THE SERVICE AMSBIO PROVIDE
SCHEMATIC REPRESENTATION OF THE SERVICE AMSBIO PROVIDE
PHASE 1 : Cloning of your gene of interest into a bacterial expression vector with His-tag or other selected tag (such as GST, His, or Thioredoxin):
  • Amplification/isolation of the gene of interest out of a customer-supplied vector and subcloning it into a bacterial expression vector.
  • Verification of the authenticity of the subcloned gene by restriction enzyme digest and sequencing.

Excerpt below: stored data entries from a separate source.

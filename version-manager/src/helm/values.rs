use crate::model::Values;

/// Merges overrides into the existing values of a release. This is a shallow merge: a key which
/// is present in both takes the override's whole value, even when both values are maps. Keys
/// which are only in existing are kept as they are.
pub fn merge_values(existing: &Values, overrides: Option<&Values>) -> Values {
    let mut merged = existing.clone();
    if let Some(overrides) = overrides {
        for (key, value) in overrides {
            merged.insert(key.clone(), value.clone());
        }
    }
    merged
}

#[cfg(test)]
mod tests {
    use super::merge_values;
    use crate::model::Values;
    use serde_json::{json, Value};

    fn values(value: Value) -> Values {
        match value {
            Value::Object(map) => map,
            _ => panic!("test values must be a JSON object"),
        }
    }

    #[test]
    fn test_merge_keeps_siblings() {
        let existing = values(json!({"x": 1, "y": 2}));
        let overrides = values(json!({"x": 5}));

        assert_eq!(
            merge_values(&existing, Some(&overrides)),
            values(json!({"x": 5, "y": 2}))
        );
    }

    #[test]
    fn test_merge_is_shallow() {
        let existing = values(json!({
            "image": {"repository": "example/checkout", "tag": "1.0.0"},
            "replicas": 2
        }));
        let overrides = values(json!({"image": {"tag": "1.1.0"}}));

        assert_eq!(
            merge_values(&existing, Some(&overrides)),
            values(json!({"image": {"tag": "1.1.0"}, "replicas": 2}))
        );
    }

    #[test]
    fn test_merge_without_overrides() {
        let existing = values(json!({"replicas": 2}));

        assert_eq!(merge_values(&existing, None), existing);
        assert_eq!(merge_values(&existing, Some(&Values::new())), existing);
        assert_eq!(
            merge_values(&Values::new(), Some(&existing)),
            values(json!({"replicas": 2}))
        );
    }
}
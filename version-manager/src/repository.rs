use crate::{
    chart::index::{download_index, index_path, RepositoryEntry, RepositoryFile},
    common::error::{
        EmptyField, HttpClientBuild, InvalidRepositoryUrl, RemovingFile, RepositoryExists,
        RepositoryNotFound, Result,
    },
    model::Repository,
};
use snafu::{ensure, ResultExt};
use std::{io::ErrorKind as IoErrorKind, path::PathBuf, time::Duration};
use tokio::sync::RwLock;
use tracing::info;
use url::Url;

impl From<&RepositoryEntry> for Repository {
    fn from(entry: &RepositoryEntry) -> Self {
        Repository {
            name: entry.name.clone(),
            url: entry.url.clone(),
        }
    }
}

/// Manages the classic chart repositories in Helm's repository file, and their cached index
/// documents. Changes to the file are serialized by an in-process lock.
pub struct RepositoryManager {
    http: reqwest::Client,
    repository_config: PathBuf,
    repository_cache: PathBuf,
    lock: RwLock<()>,
}

impl RepositoryManager {
    /// Creates a manager over the repository file and the repository cache directory.
    pub fn new(
        repository_config: PathBuf,
        repository_cache: PathBuf,
        timeout: Duration,
    ) -> Result<Self> {
        let http = reqwest::Client::builder()
            .timeout(timeout)
            .build()
            .context(HttpClientBuild)?;

        Ok(Self {
            http,
            repository_config,
            repository_cache,
            lock: RwLock::new(()),
        })
    }

    /// Lists the configured repositories, in file order.
    pub async fn list(&self) -> Result<Vec<Repository>> {
        let _guard = self.lock.read().await;

        let file = RepositoryFile::load(self.repository_config.as_path()).await?;
        Ok(file.repositories().iter().map(Repository::from).collect())
    }

    /// Adds a repository and downloads its index. Nothing is recorded if the index cannot be
    /// downloaded.
    pub async fn add(&self, name: &str, url: &str) -> Result<Repository> {
        ensure!(!name.is_empty(), EmptyField { field: "name" });
        ensure!(!url.is_empty(), EmptyField { field: "url" });
        Url::parse(url).context(InvalidRepositoryUrl { url })?;

        let _guard = self.lock.write().await;

        let mut file = RepositoryFile::load(self.repository_config.as_path()).await?;
        ensure!(file.get(name).is_none(), RepositoryExists { name });

        download_index(&self.http, self.repository_cache.as_path(), name, url).await?;

        file.push(RepositoryEntry::new(name, url));
        file.save(self.repository_config.as_path()).await?;

        info!(repository = %name, %url, "Added chart repository");
        Ok(Repository {
            name: name.to_string(),
            url: url.to_string(),
        })
    }

    /// Removes a repository and its cached index.
    pub async fn remove(&self, name: &str) -> Result<()> {
        let _guard = self.lock.write().await;

        let mut file = RepositoryFile::load(self.repository_config.as_path()).await?;
        ensure!(file.remove(name), RepositoryNotFound { name });
        file.save(self.repository_config.as_path()).await?;

        let index = index_path(self.repository_cache.as_path(), name);
        match tokio::fs::remove_file(index.as_path()).await {
            Err(error) if error.kind() != IoErrorKind::NotFound => {
                return Err(error).context(RemovingFile { filepath: index });
            }
            _ => {}
        }

        info!(repository = %name, "Removed chart repository");
        Ok(())
    }

    /// Downloads the index of a repository again.
    pub async fn update(&self, name: &str) -> Result<()> {
        // Exclusive, the cached index is rewritten.
        let _guard = self.lock.write().await;

        let file = RepositoryFile::load(self.repository_config.as_path()).await?;
        let entry = file
            .get(name)
            .ok_or_else(|| RepositoryNotFound { name }.build())?;

        download_index(
            &self.http,
            self.repository_cache.as_path(),
            name,
            entry.url.as_str(),
        )
        .await?;

        info!(repository = %name, "Updated chart repository");
        Ok(())
    }
}
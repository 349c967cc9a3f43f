/// Chart sources: version resolution and chart artifact location.
pub mod chart;
/// Common code being used in the crate.
pub mod common;
/// Configuration options for the service.
pub mod config;
/// Deployment engine contract and its Helm implementation.
pub mod helm;
/// Records exchanged with the REST layer.
pub mod model;
/// Release operations composed from the store, the chart sources and the deployment engine.
pub mod orchestrator;
/// Management of classic chart repositories.
pub mod repository;
/// HTTP surface.
pub mod rest;
/// Persistence of registry mappings.
pub mod store;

  • Transformation of recombinant constructs into a high efficiency expression bacterial strain.
  • Mini-induction to over-express the target protein.

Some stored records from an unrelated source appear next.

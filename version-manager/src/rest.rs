use crate::common::error::{Error, ErrorKind, InvalidRequest};
use actix_web::{
    body::BoxBody,
    error::JsonPayloadError,
    http::{header::ACCESS_CONTROL_ALLOW_ORIGIN, StatusCode},
    middleware, web, HttpRequest, HttpResponse, ResponseError,
};
use serde::Serialize;

/// Route handlers.
pub mod service;

pub use service::configure;

/// The body of every error response.
#[derive(Debug, Serialize)]
pub struct ErrorBody {
    pub kind: ErrorKind,
    pub message: String,
}

impl From<&Error> for ErrorBody {
    fn from(error: &Error) -> Self {
        Self {
            kind: error.kind(),
            message: error.to_string(),
        }
    }
}

impl ErrorKind {
    /// The HTTP status which reports this kind of error.
    pub fn status_code(&self) -> StatusCode {
        match self {
            Self::Validation => StatusCode::BAD_REQUEST,
            Self::NotFound => StatusCode::NOT_FOUND,
            Self::MappingRequired => StatusCode::PRECONDITION_FAILED,
            Self::Conflict => StatusCode::CONFLICT,
            Self::Upstream => StatusCode::BAD_GATEWAY,
        }
    }
}

/// Implement ResponseError for Error.
impl ResponseError for Error {
    fn status_code(&self) -> StatusCode {
        self.kind().status_code()
    }

    fn error_response(&self) -> HttpResponse<BoxBody> {
        HttpResponse::build(self.status_code()).json(ErrorBody::from(self))
    }
}

/// Lets browser clients on any origin read responses. Preflight requests are answered by the
/// OPTIONS resource which configure registers.
pub fn cors() -> middleware::DefaultHeaders {
    middleware::DefaultHeaders::new().add((ACCESS_CONTROL_ALLOW_ORIGIN, "*"))
}

/// Reports malformed JSON bodies the same way as other validation errors.
pub(crate) fn json_config() -> web::JsonConfig {
    web::JsonConfig::default().error_handler(|error: JsonPayloadError, _req: &HttpRequest| {
        InvalidRequest {
            reason: error.to_string(),
        }
        .build()
        .into()
    })
}
use serde::Serialize;
use snafu::Snafu;
use std::{fmt, path::PathBuf};

/// The kind of failure, as reported to API callers. Each error variant belongs to exactly one
/// kind.
#[derive(Debug, Clone, Copy, PartialEq, Eq, Serialize)]
pub enum ErrorKind {
    /// A required input is missing, empty or malformed.
    #[serde(rename = "ValidationError")]
    Validation,
    /// The release, mapping, chart version or repository does not exist.
    #[serde(rename = "NotFoundError")]
    NotFound,
    /// The operation needs a registry mapping which has not been set for the release.
    #[serde(rename = "MappingRequired")]
    MappingRequired,
    /// The deployment engine, the configuration store or a registry call failed.
    #[serde(rename = "UpstreamError")]
    Upstream,
    /// The entry being created already exists.
    #[serde(rename = "ConflictError")]
    Conflict,
}

impl ErrorKind {
    /// The name of the kind, as it appears in API responses.
    pub fn as_str(&self) -> &'static str {
        match self {
            Self::Validation => "ValidationError",
            Self::NotFound => "NotFoundError",
            Self::MappingRequired => "MappingRequired",
            Self::Upstream => "UpstreamError",
            Self::Conflict => "ConflictError",
        }
    }
}

impl fmt::Display for ErrorKind {
    fn fmt(&self, f: &mut fmt::Formatter<'_>) -> fmt::Result {
        f.write_str(self.as_str())
    }
}

/// For use with multiple fallible operations which may fail for different reasons, but are
/// defined withing the same scope and must return to the outer scope (calling scope) using
/// the try operator -- '?'.
#[derive(Debug, Snafu)]
#[snafu(visibility(pub(crate)))]
#[snafu(context(suffix(false)))]
pub enum Error {
    /// Error for when a required input is empty.
    #[snafu(display("{} is required", field))]
    EmptyField { field: String },

    /// Error for when a request body or query string cannot be read.
    #[snafu(display("Invalid request: {}", reason))]
    InvalidRequest { reason: String },

    /// Error for when a rollback target is not a valid revision number.
    #[snafu(display("revision must be a positive integer, got {}", revision))]
    InvalidRevision { revision: i64 },

    /// Error for when a chart repository URL cannot be parsed.
    #[snafu(display("Failed to parse chart repository URL {}: {}", url, source))]
    InvalidRepositoryUrl {
        source: url::ParseError,
        url: String,
    },

    /// Error for when a registry reference cannot be split into host and repository.
    #[snafu(display("Invalid OCI registry reference '{}'", reference))]
    InvalidOciReference { reference: String },

    /// Error for when no chart source accepts a registry reference.
    #[snafu(display("No chart source handles registry '{}'", registry))]
    UnsupportedRegistry { registry: String },

    /// Error for when the Helm release does not exist.
    #[snafu(display("Helm release {} not found in Namespace {}: {}", name, namespace, std_err))]
    ReleaseNotFound {
        name: String,
        namespace: String,
        std_err: String,
    },

    /// Error for when a registry mapping was requested and there is none.
    #[snafu(display("registry mapping not found for release {}/{}", namespace, release_name))]
    MappingNotFound {
        namespace: String,
        release_name: String,
    },

    /// Error for when an operation needs the release's registry mapping and there is none.
    #[snafu(display(
        "registry mapping not found for release {}/{}, please set registry first",
        namespace,
        release_name
    ))]
    MappingRequired {
        namespace: String,
        release_name: String,
    },

    /// Error for when a chart version cannot be found at its source.
    #[snafu(display(
        "Chart {} version '{}' not found in {}",
        chart_name,
        version,
        registry
    ))]
    ChartVersionNotFound {
        chart_name: String,
        version: String,
        registry: String,
    },

    /// Error for when a chart repository is not configured.
    #[snafu(display("repository {} not found", name))]
    RepositoryNotFound { name: String },

    /// Error for when a chart repository with the same name is already configured.
    #[snafu(display("repository {} already exists", name))]
    RepositoryExists { name: String },

    /// Error for when Kubernetes API client generation fails.
    #[snafu(display("Failed to generate kubernetes client: {}", source))]
    K8sClientGeneration { source: kube::Error },

    /// Error for when the configuration record cannot be read.
    #[snafu(display(
        "Failed to read record {} from ConfigMap {} in Namespace {}: {}",
        key,
        name,
        namespace,
        source
    ))]
    ReadRecord {
        source: kube::Error,
        key: String,
        name: String,
        namespace: String,
    },

    /// Error for when the configuration record cannot be written.
    #[snafu(display(
        "Failed to write record {} to ConfigMap {} in Namespace {}: {}",
        key,
        name,
        namespace,
        source
    ))]
    WriteRecord {
        source: kube::Error,
        key: String,
        name: String,
        namespace: String,
    },

    /// Error for when the stored mappings document is not valid JSON.
    #[snafu(display("Failed to deserialize registry mappings: {}", source))]
    DeserializeMappings { source: serde_json::Error },

    /// Error for when the mappings document cannot be serialized.
    #[snafu(display("Failed to serialize registry mappings: {}", source))]
    SerializeMappings { source: serde_json::Error },

    /// Error for when a Helm command fails to execute.
    #[snafu(display(
        "Failed to run Helm command,\ncommand: {},\nargs: {:?},\ncommand_error: {}",
        command,
        args,
        source
    ))]
    HelmCommand {
        source: std::io::Error,
        command: String,
        args: Vec<String>,
    },

    /// Error for when a Helm command execution succeeds, but with an error.
    #[snafu(display(
        "Helm command returned an error,\ncommand: {},\nargs: {:?},\nstd_err: {}",
        command,
        args,
        std_err,
    ))]
    HelmCommandFailed {
        command: String,
        args: Vec<String>,
        std_err: String,
    },

    /// Error for when the JSON output of a Helm command cannot be parsed.
    #[snafu(display("Failed to parse output of '{} {:?}': {}", command, args, source))]
    HelmOutputParse {
        source: serde_json::Error,
        command: String,
        args: Vec<String>,
    },

    /// Error for when a temporary file cannot be created.
    #[snafu(display("Failed to create temporary file: {}", source))]
    TempFileCreation { source: std::io::Error },

    /// Error for when a temporary file cannot be written to.
    #[snafu(display("Failed to write to temporary file {}: {}", filepath.display(), source))]
    WriteToTempFile {
        source: std::io::Error,
        filepath: PathBuf,
    },

    /// Error for when the values for an upgrade cannot be serialized.
    #[snafu(display(
        "Failed to serialize values for release {}/{}: {}",
        namespace,
        name,
        source
    ))]
    SerializeValues {
        source: serde_json::Error,
        namespace: String,
        name: String,
    },

    /// Error for when the HTTP client cannot be built.
    #[snafu(display("Failed to build HTTP client: {}", source))]
    HttpClientBuild { source: reqwest::Error },

    /// Error for when an HTTP request to a registry or chart repository fails.
    #[snafu(display("HTTP request to {} failed: {}", url, source))]
    HttpRequest { source: reqwest::Error, url: String },

    /// Error for when a registry or chart repository answers with an unexpected status.
    #[snafu(display("HTTP request to {} returned status {}", url, status))]
    HttpStatus { url: String, status: u16 },

    /// Error for when the body of an HTTP response cannot be read or parsed.
    #[snafu(display("Failed to read response from {}: {}", url, source))]
    HttpResponseBody { source: reqwest::Error, url: String },

    /// Error for when a registry refuses to hand out a pull token.
    #[snafu(display("Failed to authenticate with registry at {}: {}", url, reason))]
    RegistryAuth { url: String, reason: String },

    /// Error for when an OCI manifest does not contain a chart layer.
    #[snafu(display("No Helm chart layer found in manifest for {}", reference))]
    ChartLayerNotFound { reference: String },

    /// Error for when an OCI manifest cannot be interpreted.
    #[snafu(display("Malformed manifest for {}: {}", reference, reason))]
    MalformedManifest { reference: String, reason: String },

    /// Error for when a chart download URL in a repository index cannot be resolved.
    #[snafu(display("Failed to resolve chart URL {}: {}", url, source))]
    ChartUrlParse {
        source: url::ParseError,
        url: String,
    },

    /// Error for when a directory cannot be created.
    #[snafu(display("Failed to create directory {}: {}", path.display(), source))]
    CreateDirectory {
        source: std::io::Error,
        path: PathBuf,
    },

    /// Error for when a file cannot be read.
    #[snafu(display("Failed to read file {}: {}", filepath.display(), source))]
    ReadingFile {
        source: std::io::Error,
        filepath: PathBuf,
    },

    /// Error for when a file cannot be written.
    #[snafu(display("Failed to write file {}: {}", filepath.display(), source))]
    WritingFile {
        source: std::io::Error,
        filepath: PathBuf,
    },

    /// Error for when a file cannot be removed.
    #[snafu(display("Failed to remove file {}: {}", filepath.display(), source))]
    RemovingFile {
        source: std::io::Error,
        filepath: PathBuf,
    },

    /// Error for when yaml could not be parsed from a file.
    #[snafu(display("Failed to parse YAML at {}: {}", filepath.display(), source))]
    YamlParseFromFile {
        source: serde_yaml::Error,
        filepath: PathBuf,
    },

    /// Error for when yaml could not be parsed from a downloaded document.
    #[snafu(display("Failed to parse YAML from {}: {}", url, source))]
    YamlParseFromUrl {
        source: serde_yaml::Error,
        url: String,
    },

    /// Error for when yaml could not be serialized.
    #[snafu(display("Failed to serialize YAML for {}: {}", filepath.display(), source))]
    YamlSerialize {
        source: serde_yaml::Error,
        filepath: PathBuf,
    },
}

impl Error {
    /// The kind of this error.
    pub fn kind(&self) -> ErrorKind {
        match self {
            Self::EmptyField { .. }
            | Self::InvalidRequest { .. }
            | Self::InvalidRevision { .. }
            | Self::InvalidRepositoryUrl { .. }
            | Self::InvalidOciReference { .. }
            | Self::UnsupportedRegistry { .. } => ErrorKind::Validation,

            Self::ReleaseNotFound { .. }
            | Self::MappingNotFound { .. }
            | Self::ChartVersionNotFound { .. }
            | Self::RepositoryNotFound { .. } => ErrorKind::NotFound,

            Self::MappingRequired { .. } => ErrorKind::MappingRequired,

            Self::RepositoryExists { .. } => ErrorKind::Conflict,

            Self::K8sClientGeneration { .. }
            | Self::ReadRecord { .. }
            | Self::WriteRecord { .. }
            | Self::DeserializeMappings { .. }
            | Self::SerializeMappings { .. }
            | Self::HelmCommand { .. }
            | Self::HelmCommandFailed { .. }
            | Self::HelmOutputParse { .. }
            | Self::TempFileCreation { .. }
            | Self::WriteToTempFile { .. }
            | Self::SerializeValues { .. }
            | Self::HttpClientBuild { .. }
            | Self::HttpRequest { .. }
            | Self::HttpStatus { .. }
            | Self::HttpResponseBody { .. }
            | Self::RegistryAuth { .. }
            | Self::ChartLayerNotFound { .. }
            | Self::MalformedManifest { .. }
            | Self::ChartUrlParse { .. }
            | Self::CreateDirectory { .. }
            | Self::ReadingFile { .. }
            | Self::WritingFile { .. }
            | Self::RemovingFile { .. }
            | Self::YamlParseFromFile { .. }
            | Self::YamlParseFromUrl { .. }
            | Self::YamlSerialize { .. } => ErrorKind::Upstream,
        }
    }
}

/// A wrapper type to remove repeated Result<T, Error> returns.
pub type Result<T, E = Error> = std::result::Result<T, E>;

  • Test for the expression of the recombinant protein by SDS-PAGE and/or western blot (customer must provide appropriate antibodies)if desired.
  • Estimated time: 2-4 weeks.



PHASE 2 : Large-scale culture and purification:
  • One litre of bacterial culture will be induced with IPTG and harvested for protein purification.

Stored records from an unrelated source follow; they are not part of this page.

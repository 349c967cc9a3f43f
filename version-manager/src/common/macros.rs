/// Builds the argument list of a command from expressions which implement ToString. A trailing
/// comma is allowed.
#[macro_export]
macro_rules! vec_to_strings {
    ($($arg:expr),* $(,)?) => {
        vec![$($arg.to_string()),*]
    };
}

  • Protein purification using Ni-NTA (for 6xHIS-tagged proteins) or glutathione (for GST-tagged proteins) beads at either native or denatured conditions.
  • Solubility not guaranteed.
  • Estimated time: 2 weeks.



Products:

5 μg construct, protein, documents (sequencing data,Western blot & SDS-PAGE result, design form).
If project stops after phase 1, products will include the above items minus protein.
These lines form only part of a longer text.